Saved entries:

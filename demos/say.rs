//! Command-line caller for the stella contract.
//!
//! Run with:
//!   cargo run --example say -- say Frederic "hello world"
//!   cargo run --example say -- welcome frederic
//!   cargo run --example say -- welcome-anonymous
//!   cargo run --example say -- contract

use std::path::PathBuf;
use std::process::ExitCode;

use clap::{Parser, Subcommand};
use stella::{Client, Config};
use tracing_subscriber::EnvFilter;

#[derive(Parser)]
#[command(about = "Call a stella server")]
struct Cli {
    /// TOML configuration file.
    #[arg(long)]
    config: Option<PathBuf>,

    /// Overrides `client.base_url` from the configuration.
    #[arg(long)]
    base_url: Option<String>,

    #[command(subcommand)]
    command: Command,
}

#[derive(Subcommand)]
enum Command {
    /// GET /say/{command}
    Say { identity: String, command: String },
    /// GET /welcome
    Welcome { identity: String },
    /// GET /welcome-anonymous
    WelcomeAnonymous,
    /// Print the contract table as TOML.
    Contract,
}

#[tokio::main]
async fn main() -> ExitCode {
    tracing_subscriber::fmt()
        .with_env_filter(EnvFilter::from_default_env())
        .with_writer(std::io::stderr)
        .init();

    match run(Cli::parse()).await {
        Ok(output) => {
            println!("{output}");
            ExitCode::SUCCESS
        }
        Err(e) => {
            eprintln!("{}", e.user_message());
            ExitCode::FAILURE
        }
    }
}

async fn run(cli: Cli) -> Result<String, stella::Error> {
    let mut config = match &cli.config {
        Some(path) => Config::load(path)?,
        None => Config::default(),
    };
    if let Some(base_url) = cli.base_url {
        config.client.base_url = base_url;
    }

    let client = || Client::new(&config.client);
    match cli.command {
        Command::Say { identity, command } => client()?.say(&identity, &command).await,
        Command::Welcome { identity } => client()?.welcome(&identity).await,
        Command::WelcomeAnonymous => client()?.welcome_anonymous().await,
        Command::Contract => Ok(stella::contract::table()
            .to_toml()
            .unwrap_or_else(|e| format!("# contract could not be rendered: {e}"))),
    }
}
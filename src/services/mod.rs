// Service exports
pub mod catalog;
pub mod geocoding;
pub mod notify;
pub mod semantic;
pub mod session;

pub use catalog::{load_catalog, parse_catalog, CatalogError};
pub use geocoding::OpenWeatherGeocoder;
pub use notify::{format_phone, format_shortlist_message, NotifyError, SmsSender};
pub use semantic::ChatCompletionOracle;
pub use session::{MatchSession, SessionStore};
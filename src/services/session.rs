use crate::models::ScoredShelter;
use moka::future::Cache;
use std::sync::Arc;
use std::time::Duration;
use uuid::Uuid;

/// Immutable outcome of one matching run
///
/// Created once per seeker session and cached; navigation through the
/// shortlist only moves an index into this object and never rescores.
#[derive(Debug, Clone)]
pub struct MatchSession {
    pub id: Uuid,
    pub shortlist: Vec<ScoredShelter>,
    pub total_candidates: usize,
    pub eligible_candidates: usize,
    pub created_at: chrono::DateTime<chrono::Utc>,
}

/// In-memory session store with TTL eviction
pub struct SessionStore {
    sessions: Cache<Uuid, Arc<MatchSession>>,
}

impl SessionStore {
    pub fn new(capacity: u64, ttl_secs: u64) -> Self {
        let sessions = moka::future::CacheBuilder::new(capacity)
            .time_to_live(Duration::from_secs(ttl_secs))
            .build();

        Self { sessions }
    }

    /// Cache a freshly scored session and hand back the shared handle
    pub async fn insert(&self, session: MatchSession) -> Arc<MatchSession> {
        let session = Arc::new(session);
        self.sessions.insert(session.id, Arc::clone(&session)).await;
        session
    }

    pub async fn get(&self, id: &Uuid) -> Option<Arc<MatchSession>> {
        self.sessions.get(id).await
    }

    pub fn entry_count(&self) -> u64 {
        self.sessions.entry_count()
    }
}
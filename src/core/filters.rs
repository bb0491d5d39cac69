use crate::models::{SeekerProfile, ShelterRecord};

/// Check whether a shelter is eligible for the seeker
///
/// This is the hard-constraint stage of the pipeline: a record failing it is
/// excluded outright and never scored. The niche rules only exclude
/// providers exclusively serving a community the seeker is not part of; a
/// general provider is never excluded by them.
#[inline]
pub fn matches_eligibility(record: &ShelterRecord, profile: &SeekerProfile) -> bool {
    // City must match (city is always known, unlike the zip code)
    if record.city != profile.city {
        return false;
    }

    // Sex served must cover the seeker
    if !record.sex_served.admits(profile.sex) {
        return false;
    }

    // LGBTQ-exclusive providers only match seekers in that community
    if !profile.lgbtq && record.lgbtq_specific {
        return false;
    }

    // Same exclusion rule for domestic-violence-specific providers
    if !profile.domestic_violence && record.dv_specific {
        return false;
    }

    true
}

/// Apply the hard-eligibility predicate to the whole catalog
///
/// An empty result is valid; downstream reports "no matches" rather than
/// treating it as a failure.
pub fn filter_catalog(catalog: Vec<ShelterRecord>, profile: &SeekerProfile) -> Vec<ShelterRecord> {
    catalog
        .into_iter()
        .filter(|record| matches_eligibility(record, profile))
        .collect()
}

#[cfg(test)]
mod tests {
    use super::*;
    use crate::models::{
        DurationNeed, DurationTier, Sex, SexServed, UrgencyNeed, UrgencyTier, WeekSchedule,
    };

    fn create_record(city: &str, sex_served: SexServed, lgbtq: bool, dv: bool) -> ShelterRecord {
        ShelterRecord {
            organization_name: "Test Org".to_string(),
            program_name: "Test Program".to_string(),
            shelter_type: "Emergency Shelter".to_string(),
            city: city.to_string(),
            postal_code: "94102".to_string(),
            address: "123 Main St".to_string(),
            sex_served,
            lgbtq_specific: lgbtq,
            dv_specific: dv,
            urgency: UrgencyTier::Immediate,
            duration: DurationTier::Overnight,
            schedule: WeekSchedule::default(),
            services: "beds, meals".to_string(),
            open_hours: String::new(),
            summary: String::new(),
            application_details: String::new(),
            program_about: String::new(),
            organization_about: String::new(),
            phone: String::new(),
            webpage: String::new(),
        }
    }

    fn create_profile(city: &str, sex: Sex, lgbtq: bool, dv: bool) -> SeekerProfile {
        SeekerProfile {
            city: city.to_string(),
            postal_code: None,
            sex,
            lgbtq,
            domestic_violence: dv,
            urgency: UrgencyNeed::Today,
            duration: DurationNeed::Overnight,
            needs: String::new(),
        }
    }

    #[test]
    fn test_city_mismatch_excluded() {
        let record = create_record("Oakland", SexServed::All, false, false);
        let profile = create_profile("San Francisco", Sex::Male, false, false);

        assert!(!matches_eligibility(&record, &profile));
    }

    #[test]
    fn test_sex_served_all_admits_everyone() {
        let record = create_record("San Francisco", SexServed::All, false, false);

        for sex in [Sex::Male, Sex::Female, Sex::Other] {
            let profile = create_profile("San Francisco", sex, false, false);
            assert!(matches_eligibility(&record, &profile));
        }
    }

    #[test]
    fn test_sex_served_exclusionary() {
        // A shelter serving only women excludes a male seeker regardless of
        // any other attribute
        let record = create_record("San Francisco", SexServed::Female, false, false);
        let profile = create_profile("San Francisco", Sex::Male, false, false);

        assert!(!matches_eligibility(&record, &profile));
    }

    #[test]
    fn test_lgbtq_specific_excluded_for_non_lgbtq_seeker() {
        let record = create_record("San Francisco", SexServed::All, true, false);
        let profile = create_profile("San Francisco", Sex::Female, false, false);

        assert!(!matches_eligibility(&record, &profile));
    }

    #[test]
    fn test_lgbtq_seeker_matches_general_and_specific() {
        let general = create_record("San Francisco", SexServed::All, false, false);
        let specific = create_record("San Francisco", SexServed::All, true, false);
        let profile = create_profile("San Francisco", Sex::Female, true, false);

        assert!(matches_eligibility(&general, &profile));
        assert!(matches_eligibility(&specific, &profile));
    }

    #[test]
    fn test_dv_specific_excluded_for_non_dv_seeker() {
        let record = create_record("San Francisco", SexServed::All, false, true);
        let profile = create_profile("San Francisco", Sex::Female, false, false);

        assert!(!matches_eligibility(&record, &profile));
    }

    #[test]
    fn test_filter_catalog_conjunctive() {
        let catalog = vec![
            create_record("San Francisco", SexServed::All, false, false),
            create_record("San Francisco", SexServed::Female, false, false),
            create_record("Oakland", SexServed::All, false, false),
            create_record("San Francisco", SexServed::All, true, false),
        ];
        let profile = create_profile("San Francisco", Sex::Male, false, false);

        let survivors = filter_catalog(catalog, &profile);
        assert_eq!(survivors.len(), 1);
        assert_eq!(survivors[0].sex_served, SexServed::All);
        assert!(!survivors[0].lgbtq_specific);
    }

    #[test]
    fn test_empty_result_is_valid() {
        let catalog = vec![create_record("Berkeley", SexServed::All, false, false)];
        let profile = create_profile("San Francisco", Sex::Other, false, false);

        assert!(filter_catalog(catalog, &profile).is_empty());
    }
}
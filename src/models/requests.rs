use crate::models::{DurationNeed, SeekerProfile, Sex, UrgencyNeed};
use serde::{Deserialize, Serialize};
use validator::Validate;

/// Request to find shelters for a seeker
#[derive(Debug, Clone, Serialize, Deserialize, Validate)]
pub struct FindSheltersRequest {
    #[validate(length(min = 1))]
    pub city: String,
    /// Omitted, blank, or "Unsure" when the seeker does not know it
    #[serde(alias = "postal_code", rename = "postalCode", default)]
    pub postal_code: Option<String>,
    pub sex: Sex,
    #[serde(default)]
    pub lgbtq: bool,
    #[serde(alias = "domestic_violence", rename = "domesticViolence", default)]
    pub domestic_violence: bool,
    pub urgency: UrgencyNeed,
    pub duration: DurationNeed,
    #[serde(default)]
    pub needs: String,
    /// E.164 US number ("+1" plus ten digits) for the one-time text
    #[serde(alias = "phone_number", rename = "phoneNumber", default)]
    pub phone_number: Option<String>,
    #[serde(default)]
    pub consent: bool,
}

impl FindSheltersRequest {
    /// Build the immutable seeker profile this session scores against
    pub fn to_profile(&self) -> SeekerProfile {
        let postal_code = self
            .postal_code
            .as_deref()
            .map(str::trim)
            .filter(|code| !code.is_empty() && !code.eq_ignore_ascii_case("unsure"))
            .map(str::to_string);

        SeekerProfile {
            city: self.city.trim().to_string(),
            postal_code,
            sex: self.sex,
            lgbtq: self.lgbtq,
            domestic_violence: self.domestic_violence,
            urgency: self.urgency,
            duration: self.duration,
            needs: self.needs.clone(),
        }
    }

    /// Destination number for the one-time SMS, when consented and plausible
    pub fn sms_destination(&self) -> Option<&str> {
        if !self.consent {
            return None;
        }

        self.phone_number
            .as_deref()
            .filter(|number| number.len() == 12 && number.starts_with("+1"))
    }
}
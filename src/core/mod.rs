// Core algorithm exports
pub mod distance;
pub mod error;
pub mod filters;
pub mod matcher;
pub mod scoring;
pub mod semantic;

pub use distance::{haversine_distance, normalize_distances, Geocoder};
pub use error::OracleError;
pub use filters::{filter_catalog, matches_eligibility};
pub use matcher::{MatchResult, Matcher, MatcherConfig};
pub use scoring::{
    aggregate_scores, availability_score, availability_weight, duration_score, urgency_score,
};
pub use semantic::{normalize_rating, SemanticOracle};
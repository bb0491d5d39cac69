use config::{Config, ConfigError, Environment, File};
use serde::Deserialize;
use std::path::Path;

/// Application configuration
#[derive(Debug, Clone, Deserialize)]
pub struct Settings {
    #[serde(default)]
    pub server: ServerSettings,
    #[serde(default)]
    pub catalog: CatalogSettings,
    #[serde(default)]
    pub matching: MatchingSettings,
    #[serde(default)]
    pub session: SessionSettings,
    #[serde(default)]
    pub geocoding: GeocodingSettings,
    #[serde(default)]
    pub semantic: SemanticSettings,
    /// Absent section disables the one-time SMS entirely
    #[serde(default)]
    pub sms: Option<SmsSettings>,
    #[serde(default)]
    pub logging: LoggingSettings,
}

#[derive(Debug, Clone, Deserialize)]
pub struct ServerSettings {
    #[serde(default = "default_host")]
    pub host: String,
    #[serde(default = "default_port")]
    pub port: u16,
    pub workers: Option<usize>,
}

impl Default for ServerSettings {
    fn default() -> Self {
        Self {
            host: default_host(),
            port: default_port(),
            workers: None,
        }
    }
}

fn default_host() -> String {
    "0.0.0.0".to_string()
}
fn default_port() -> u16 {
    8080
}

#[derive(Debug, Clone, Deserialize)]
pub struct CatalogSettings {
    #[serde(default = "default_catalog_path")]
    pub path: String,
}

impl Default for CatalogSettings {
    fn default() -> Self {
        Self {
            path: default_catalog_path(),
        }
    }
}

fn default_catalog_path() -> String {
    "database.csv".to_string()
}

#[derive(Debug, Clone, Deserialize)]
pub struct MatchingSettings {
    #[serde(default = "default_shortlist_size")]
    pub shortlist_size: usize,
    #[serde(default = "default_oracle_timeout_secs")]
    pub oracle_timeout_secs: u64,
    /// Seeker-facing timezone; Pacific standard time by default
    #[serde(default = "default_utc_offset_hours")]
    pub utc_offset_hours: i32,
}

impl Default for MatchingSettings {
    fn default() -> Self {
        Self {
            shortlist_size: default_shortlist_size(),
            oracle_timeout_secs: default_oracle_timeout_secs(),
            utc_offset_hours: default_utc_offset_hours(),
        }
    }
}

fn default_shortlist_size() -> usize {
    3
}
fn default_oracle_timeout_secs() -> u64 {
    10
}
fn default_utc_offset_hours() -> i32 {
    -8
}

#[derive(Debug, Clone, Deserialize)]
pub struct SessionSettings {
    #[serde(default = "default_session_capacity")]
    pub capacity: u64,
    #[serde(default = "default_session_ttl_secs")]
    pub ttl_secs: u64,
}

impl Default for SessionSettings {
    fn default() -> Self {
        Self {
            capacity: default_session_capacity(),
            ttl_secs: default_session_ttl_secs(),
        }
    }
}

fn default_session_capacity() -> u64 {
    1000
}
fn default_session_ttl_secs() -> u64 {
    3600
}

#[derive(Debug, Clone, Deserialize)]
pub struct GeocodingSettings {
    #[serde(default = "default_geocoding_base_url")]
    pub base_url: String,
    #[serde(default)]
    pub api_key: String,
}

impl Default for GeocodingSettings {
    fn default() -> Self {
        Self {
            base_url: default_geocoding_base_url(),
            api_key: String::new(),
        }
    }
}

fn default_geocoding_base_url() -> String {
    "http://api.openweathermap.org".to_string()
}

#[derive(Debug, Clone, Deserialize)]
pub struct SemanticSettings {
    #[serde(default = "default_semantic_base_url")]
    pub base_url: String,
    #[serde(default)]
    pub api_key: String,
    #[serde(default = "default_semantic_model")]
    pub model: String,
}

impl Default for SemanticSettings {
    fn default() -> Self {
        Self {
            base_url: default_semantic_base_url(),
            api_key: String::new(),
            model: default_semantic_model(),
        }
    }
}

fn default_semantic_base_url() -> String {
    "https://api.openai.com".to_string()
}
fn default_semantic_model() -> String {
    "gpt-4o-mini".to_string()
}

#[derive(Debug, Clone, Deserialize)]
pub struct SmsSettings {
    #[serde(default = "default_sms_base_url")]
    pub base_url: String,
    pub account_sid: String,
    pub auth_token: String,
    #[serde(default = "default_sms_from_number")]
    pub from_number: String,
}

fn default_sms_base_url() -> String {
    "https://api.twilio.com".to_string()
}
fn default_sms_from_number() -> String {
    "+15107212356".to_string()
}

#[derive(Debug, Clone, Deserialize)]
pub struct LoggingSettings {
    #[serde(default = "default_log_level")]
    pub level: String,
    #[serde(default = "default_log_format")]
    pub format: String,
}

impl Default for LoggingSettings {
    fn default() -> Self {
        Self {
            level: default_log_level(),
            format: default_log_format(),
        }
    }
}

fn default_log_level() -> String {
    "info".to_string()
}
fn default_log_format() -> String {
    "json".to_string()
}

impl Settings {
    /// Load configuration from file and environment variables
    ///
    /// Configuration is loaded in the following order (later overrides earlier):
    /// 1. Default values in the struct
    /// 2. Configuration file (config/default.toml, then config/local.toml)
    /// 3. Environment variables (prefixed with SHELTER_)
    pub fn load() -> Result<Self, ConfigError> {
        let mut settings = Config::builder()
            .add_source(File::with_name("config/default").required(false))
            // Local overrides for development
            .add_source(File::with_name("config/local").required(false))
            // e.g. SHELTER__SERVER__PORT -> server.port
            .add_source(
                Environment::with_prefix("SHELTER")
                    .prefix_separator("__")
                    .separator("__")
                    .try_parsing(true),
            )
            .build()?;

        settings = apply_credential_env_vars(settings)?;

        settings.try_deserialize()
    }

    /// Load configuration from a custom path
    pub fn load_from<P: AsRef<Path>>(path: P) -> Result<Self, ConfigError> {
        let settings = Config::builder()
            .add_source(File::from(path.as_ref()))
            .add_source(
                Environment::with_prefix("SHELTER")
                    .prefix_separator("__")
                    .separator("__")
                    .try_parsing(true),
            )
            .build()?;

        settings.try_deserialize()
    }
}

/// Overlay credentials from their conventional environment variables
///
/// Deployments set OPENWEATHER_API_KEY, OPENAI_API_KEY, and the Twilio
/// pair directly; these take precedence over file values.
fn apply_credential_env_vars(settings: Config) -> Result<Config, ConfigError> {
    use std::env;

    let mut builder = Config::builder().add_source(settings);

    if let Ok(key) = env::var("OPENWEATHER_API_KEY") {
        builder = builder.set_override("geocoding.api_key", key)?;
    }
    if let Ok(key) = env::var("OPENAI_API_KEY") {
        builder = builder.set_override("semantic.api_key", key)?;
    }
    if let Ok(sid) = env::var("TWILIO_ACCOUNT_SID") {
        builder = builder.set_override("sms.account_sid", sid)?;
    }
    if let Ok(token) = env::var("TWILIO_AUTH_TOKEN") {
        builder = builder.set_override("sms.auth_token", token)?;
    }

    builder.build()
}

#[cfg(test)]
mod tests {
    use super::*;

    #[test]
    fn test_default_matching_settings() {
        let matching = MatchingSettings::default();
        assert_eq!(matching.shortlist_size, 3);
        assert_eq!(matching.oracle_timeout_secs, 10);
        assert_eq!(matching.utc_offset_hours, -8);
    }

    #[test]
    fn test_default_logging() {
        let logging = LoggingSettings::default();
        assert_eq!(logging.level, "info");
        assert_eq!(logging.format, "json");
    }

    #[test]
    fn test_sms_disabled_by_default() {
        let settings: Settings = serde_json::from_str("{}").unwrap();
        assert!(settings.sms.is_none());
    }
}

▸ **WHAT YOU WILL DO**: Repeat the lines from the first one in the records through the line containing "ExitCode::FAILURE", exactly as written, and nothing else.

▸ **OUTPUT OF THE EXERCISE**:
filename demos/say.rs
//! Command-line caller for the stella contract.
//!
//! Run with:
//!   cargo run --example say -- say Frederic "hello world"
//!   cargo run --example say -- welcome frederic
//!   cargo run --example say -- welcome-anonymous
//!   cargo run --example say -- contract

use std::path::PathBuf;
use std::process::ExitCode;

use clap::{Parser, Subcommand};
use stella::{Client, Config};
use tracing_subscriber::EnvFilter;

#[derive(Parser)]
#[command(about = "Call a stella server")]
struct Cli {
    /// TOML configuration file.
    #[arg(long)]
    config: Option<PathBuf>,

    /// Overrides `client.base_url` from the configuration.
    #[arg(long)]
    base_url: Option<String>,

    #[command(subcommand)]
    command: Command,
}

#[derive(Subcommand)]
enum Command {
    /// GET /say/{command}
    Say { identity: String, command: String },
    /// GET /welcome
    Welcome { identity: String },
    /// GET /welcome-anonymous
    WelcomeAnonymous,
    /// Print the contract table as TOML.
    Contract,
}

#[tokio::main]
async fn main() -> ExitCode {
    tracing_subscriber::fmt()
        .with_env_filter(EnvFilter::from_default_env())
        .with_writer(std::io::stderr)
        .init();

    match run(Cli::parse()).await {
        Ok(output) => {
            println!("{output}");
            ExitCode::SUCCESS
        }
        Err(e) => {
            eprintln!("{}", e.user_message());
            ExitCode::FAILURE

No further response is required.